§ **Extracted data**

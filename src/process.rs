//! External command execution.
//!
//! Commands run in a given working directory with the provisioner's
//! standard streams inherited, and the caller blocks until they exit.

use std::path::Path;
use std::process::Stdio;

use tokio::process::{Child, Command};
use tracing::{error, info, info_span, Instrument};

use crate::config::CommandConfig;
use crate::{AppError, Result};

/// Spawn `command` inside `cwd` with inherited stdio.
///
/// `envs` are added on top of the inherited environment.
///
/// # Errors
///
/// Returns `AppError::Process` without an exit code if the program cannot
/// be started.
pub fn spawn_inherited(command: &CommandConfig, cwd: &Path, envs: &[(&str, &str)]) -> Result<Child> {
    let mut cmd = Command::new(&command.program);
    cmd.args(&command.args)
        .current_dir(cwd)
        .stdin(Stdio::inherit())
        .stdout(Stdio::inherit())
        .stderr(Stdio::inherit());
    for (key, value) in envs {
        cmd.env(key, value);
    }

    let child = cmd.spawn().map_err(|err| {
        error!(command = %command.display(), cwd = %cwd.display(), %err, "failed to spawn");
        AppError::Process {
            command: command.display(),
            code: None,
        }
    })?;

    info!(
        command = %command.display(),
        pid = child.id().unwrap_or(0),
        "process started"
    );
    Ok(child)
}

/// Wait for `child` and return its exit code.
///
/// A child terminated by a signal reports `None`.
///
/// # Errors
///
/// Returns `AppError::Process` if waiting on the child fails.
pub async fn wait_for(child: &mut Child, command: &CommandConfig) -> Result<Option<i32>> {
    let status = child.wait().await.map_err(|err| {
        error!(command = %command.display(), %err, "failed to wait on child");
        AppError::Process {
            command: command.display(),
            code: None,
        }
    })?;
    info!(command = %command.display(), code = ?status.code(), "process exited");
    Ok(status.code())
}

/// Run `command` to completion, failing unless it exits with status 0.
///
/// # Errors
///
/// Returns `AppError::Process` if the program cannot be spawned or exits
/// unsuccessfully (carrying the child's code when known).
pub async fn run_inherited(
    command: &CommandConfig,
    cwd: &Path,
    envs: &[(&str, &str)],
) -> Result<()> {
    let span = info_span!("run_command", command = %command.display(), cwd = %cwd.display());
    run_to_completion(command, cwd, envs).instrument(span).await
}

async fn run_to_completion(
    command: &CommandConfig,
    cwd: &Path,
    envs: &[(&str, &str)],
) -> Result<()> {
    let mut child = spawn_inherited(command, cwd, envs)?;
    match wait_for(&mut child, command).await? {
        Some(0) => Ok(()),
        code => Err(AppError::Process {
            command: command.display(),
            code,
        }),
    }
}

§ **Task requirements**
Copy every line of the records above that holds the word "Path".

§ **Solution for this task**
use std::path::Path;
pub fn spawn_inherited(command: &CommandConfig, cwd: &Path, envs: &[(&str, &str)]) -> Result<Child> {
    cwd: &Path,
    cwd: &Path,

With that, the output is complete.